*Stored data*.
++++
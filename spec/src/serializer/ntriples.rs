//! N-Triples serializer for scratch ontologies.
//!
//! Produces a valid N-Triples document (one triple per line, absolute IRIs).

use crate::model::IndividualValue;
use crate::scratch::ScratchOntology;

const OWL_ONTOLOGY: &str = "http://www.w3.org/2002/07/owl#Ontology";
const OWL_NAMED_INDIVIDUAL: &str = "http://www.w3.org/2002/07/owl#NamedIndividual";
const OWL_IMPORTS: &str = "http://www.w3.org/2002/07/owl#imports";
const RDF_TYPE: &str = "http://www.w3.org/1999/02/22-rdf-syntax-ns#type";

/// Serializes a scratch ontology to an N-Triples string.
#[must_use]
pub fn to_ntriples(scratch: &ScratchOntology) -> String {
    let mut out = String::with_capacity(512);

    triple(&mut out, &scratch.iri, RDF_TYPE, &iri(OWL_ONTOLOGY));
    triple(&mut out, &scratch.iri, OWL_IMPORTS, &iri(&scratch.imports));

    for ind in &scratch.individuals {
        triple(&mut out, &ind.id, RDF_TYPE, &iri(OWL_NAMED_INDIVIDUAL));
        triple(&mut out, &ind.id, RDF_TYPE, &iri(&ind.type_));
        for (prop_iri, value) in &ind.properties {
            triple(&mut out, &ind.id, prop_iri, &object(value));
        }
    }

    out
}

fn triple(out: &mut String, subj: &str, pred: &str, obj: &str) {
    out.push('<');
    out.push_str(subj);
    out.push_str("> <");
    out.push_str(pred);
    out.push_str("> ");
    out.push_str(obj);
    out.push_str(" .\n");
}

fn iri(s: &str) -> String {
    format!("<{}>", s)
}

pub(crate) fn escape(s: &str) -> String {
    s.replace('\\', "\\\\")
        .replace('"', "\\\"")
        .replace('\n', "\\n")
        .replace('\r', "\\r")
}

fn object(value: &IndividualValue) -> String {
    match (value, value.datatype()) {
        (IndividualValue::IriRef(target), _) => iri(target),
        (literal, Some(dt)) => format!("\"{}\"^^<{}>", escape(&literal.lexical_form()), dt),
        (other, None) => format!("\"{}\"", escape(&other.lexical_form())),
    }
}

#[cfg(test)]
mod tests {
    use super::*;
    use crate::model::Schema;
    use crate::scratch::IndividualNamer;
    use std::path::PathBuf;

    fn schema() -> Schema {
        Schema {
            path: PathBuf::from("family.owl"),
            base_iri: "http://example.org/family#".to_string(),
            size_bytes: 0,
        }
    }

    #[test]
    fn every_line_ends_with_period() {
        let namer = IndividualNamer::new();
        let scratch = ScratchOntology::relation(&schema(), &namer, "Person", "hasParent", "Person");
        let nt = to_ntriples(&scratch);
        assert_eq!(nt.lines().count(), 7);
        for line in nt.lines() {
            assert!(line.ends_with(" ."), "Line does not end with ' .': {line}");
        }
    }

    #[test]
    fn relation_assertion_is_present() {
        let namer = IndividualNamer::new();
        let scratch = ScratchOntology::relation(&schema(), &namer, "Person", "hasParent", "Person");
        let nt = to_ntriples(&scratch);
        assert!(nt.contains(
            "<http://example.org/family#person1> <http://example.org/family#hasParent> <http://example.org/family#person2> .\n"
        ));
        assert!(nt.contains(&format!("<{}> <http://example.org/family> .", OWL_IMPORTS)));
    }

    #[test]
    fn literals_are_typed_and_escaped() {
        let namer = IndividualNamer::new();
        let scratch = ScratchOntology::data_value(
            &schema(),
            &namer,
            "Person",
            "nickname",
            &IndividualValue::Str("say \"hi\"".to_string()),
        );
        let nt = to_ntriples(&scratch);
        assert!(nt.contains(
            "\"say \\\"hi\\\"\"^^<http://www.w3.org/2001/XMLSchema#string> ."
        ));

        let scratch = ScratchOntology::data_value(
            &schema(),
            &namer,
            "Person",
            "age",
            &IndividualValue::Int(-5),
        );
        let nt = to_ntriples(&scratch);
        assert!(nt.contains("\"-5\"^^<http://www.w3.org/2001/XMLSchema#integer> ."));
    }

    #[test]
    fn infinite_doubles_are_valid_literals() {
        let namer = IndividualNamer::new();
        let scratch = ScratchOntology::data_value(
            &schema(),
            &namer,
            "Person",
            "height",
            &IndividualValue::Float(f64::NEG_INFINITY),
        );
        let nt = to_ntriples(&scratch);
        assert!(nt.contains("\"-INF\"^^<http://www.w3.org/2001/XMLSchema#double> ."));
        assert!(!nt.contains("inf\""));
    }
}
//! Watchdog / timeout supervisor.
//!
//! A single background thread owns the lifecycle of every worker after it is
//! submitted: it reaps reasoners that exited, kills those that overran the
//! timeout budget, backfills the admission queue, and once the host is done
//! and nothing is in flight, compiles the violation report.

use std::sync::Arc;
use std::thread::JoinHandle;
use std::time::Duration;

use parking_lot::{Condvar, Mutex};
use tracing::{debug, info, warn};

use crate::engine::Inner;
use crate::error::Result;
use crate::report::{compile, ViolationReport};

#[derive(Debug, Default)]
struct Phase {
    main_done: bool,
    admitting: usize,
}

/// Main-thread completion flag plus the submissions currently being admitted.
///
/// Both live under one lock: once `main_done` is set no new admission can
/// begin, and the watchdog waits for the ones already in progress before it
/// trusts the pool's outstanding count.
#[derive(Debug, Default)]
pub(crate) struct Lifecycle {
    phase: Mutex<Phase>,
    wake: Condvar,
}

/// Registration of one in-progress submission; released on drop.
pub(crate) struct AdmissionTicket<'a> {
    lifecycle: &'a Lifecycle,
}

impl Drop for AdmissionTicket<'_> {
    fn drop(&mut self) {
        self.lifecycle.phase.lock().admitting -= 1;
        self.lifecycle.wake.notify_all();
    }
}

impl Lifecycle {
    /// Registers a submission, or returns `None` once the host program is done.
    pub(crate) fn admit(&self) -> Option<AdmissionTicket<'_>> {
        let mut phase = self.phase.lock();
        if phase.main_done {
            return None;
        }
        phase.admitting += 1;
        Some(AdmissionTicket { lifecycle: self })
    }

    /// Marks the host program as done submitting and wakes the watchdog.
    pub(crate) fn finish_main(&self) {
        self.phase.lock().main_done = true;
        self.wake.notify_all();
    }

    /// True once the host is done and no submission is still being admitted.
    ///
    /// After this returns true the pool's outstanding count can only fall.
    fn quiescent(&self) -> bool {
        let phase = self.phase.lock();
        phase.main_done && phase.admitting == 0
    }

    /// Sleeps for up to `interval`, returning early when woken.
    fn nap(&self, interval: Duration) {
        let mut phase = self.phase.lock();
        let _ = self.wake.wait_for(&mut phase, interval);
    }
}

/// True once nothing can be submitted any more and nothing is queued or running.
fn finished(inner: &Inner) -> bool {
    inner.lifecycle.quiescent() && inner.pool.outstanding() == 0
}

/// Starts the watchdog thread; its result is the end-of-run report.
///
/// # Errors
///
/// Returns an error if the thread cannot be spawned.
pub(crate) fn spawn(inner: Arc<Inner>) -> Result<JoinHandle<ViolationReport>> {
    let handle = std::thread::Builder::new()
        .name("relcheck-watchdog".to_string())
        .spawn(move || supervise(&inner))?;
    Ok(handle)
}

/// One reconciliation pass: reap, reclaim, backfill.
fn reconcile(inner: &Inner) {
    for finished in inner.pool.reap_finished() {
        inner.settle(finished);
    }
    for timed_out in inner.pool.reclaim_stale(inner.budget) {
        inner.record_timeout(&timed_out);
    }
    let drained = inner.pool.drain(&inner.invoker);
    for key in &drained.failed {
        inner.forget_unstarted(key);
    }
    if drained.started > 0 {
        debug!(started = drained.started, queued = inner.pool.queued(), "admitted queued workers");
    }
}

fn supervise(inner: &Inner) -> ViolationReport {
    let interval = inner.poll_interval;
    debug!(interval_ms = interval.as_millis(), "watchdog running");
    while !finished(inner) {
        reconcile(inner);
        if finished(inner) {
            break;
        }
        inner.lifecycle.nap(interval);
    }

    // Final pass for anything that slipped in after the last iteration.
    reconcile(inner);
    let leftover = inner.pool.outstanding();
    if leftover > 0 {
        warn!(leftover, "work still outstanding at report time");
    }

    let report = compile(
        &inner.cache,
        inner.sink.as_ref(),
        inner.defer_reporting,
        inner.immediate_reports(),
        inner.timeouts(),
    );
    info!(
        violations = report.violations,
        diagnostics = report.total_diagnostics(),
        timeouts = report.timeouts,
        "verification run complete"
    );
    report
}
++++
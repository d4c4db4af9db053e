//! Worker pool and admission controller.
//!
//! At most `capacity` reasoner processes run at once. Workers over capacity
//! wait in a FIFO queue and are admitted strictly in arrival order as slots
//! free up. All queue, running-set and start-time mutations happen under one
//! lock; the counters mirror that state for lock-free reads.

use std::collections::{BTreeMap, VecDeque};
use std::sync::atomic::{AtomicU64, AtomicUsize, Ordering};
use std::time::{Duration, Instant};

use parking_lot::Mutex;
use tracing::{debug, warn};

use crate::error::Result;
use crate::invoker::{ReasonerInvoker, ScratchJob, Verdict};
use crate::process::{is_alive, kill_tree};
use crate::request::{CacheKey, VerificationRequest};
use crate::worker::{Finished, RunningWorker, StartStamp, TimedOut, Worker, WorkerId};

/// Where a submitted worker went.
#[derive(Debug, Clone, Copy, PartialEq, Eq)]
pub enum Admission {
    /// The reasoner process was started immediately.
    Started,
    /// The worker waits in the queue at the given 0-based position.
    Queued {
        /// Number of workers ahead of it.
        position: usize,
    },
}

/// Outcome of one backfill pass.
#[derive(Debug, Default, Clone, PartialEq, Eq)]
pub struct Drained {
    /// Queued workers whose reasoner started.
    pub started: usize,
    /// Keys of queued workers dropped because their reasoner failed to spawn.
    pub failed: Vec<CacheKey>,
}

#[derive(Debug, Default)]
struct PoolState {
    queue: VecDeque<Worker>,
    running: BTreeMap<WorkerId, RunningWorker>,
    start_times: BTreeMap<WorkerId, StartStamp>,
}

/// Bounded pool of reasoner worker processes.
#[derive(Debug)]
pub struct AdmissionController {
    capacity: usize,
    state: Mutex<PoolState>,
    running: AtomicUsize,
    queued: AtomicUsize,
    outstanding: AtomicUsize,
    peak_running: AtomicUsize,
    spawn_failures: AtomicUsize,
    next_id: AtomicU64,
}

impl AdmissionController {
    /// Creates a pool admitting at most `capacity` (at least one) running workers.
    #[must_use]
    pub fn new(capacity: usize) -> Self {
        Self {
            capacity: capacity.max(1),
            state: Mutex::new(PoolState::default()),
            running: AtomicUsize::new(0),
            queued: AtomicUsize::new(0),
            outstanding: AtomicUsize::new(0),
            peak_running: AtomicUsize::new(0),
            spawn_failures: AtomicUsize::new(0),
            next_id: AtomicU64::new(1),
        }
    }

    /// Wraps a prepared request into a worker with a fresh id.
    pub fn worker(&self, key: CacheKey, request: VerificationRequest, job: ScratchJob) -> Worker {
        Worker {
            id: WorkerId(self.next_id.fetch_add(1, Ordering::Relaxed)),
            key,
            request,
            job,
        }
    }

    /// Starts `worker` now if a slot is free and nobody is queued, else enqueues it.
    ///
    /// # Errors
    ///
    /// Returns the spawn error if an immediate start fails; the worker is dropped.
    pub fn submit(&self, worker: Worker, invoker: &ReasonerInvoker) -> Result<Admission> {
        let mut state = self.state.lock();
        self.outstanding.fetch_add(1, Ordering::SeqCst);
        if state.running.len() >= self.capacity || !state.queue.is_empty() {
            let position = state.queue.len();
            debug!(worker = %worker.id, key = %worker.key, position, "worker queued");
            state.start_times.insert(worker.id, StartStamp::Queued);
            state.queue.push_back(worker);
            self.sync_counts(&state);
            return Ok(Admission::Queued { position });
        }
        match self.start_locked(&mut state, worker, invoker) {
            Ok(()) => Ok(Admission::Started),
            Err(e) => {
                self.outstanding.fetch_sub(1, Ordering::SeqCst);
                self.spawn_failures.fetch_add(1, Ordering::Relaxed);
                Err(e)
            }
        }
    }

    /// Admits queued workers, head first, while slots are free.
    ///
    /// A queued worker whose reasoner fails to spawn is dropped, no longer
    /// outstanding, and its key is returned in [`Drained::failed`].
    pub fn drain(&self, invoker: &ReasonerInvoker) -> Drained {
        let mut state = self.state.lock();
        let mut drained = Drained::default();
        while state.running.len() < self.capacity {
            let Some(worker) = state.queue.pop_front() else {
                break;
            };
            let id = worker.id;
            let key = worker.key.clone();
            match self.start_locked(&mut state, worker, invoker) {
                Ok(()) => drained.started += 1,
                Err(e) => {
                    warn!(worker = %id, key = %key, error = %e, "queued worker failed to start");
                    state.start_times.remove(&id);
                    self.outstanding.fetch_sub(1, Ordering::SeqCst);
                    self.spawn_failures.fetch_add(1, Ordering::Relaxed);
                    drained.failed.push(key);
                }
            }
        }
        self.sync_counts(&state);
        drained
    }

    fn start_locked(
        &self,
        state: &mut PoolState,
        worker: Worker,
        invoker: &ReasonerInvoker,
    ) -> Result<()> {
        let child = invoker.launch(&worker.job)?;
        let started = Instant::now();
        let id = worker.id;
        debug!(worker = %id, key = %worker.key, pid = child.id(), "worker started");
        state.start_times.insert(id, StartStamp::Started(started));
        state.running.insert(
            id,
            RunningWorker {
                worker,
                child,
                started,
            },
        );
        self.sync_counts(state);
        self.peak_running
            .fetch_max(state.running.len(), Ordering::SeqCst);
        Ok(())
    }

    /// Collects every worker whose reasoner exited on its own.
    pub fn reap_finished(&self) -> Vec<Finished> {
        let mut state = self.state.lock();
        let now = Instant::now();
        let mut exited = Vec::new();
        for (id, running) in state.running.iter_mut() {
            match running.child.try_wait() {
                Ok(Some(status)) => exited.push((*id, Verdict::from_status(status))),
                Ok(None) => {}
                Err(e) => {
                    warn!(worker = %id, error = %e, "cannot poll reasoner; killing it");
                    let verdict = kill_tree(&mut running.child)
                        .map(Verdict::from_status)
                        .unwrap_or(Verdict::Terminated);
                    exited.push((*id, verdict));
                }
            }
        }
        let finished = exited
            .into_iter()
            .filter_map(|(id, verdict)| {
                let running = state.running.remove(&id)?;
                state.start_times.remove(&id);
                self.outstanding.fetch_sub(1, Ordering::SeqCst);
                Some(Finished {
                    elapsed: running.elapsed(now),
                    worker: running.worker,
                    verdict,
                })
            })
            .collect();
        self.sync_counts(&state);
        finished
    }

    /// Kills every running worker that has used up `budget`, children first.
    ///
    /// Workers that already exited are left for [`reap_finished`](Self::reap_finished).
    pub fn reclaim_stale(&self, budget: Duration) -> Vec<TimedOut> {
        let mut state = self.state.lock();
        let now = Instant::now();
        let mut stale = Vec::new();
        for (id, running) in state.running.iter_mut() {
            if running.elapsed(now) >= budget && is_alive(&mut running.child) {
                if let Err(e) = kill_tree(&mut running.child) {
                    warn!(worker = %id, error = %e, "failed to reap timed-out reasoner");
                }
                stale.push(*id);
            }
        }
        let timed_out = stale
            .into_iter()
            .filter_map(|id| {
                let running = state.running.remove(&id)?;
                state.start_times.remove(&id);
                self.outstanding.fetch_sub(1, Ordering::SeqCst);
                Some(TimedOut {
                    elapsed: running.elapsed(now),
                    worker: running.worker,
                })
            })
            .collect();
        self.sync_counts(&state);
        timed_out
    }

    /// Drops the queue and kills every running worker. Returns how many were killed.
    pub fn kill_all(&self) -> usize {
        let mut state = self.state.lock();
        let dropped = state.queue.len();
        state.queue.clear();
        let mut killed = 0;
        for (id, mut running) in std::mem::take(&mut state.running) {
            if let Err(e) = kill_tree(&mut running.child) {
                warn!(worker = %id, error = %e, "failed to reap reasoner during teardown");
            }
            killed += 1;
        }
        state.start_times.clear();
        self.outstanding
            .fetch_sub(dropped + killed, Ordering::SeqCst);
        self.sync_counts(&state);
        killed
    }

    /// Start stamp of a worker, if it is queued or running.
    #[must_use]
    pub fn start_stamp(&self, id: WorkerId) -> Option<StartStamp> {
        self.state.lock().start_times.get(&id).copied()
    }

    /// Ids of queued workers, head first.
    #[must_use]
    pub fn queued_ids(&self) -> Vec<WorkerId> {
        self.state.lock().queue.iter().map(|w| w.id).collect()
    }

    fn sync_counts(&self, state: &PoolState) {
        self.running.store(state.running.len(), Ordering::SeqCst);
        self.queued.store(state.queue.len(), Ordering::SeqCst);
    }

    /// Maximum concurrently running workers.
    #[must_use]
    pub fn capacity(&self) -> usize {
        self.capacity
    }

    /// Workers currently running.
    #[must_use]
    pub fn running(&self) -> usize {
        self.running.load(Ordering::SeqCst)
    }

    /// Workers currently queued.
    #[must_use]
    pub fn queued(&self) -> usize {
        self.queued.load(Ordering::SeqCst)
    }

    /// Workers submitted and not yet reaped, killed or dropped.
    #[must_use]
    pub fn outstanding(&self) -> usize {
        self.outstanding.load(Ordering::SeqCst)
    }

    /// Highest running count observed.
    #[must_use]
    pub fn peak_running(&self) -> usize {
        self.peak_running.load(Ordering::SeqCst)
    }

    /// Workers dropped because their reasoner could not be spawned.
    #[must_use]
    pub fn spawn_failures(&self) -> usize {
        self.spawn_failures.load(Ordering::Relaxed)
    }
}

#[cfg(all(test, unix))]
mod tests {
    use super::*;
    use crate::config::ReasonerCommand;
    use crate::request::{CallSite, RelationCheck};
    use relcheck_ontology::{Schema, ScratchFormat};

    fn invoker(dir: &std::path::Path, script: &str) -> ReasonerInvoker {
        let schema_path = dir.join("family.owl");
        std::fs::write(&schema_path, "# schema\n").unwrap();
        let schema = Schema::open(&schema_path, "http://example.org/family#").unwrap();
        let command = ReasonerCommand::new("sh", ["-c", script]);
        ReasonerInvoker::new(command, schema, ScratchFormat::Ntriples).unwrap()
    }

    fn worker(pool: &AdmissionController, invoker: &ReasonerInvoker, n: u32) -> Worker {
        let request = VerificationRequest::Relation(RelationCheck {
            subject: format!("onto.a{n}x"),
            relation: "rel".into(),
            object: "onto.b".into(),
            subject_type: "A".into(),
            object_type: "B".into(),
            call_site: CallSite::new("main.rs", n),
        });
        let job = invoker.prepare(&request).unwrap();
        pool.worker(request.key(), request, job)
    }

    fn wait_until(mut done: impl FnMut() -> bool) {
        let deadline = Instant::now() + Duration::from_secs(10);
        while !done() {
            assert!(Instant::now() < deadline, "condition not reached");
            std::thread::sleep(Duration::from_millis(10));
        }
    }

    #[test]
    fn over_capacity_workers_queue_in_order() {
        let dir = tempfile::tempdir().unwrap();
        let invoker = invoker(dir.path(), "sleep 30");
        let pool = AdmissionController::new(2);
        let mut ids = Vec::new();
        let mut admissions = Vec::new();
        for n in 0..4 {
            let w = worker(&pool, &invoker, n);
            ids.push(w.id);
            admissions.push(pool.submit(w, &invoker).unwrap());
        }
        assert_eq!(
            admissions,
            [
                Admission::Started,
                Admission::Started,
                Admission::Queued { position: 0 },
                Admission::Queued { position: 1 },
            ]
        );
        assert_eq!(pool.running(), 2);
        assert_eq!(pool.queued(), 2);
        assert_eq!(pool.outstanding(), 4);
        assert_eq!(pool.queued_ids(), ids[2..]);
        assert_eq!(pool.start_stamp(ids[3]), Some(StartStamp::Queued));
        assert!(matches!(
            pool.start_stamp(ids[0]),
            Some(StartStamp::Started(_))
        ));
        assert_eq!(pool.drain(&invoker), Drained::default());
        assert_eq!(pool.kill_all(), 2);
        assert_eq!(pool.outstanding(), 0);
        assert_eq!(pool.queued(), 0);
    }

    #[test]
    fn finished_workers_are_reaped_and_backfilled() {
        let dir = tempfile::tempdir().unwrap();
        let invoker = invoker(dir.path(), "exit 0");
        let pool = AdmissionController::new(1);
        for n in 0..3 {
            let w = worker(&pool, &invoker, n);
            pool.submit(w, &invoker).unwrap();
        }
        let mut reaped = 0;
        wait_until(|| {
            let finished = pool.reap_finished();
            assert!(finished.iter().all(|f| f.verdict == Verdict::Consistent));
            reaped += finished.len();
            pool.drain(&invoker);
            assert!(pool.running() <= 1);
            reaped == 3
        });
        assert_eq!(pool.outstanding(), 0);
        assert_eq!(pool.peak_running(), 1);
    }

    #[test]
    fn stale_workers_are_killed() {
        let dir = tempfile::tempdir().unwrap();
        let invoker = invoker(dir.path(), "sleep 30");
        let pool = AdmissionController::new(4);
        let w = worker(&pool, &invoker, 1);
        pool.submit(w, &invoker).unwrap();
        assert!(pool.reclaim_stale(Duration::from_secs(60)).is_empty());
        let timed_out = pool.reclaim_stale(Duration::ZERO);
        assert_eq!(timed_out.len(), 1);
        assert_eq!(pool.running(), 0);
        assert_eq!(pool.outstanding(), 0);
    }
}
++++
*Work to complete*. Lines with the word "thread" in them are the answer; report each one from the data.

*Output of the task*.
//! A single background thread owns the lifecycle of every worker after it is
use std::thread::JoinHandle;
/// Main-thread completion flag plus the submissions currently being admitted.
/// Starts the watchdog thread; its result is the end-of-run report.
/// Returns an error if the thread cannot be spawned.
    let handle = std::thread::Builder::new()
            std::thread::sleep(Duration::from_millis(10));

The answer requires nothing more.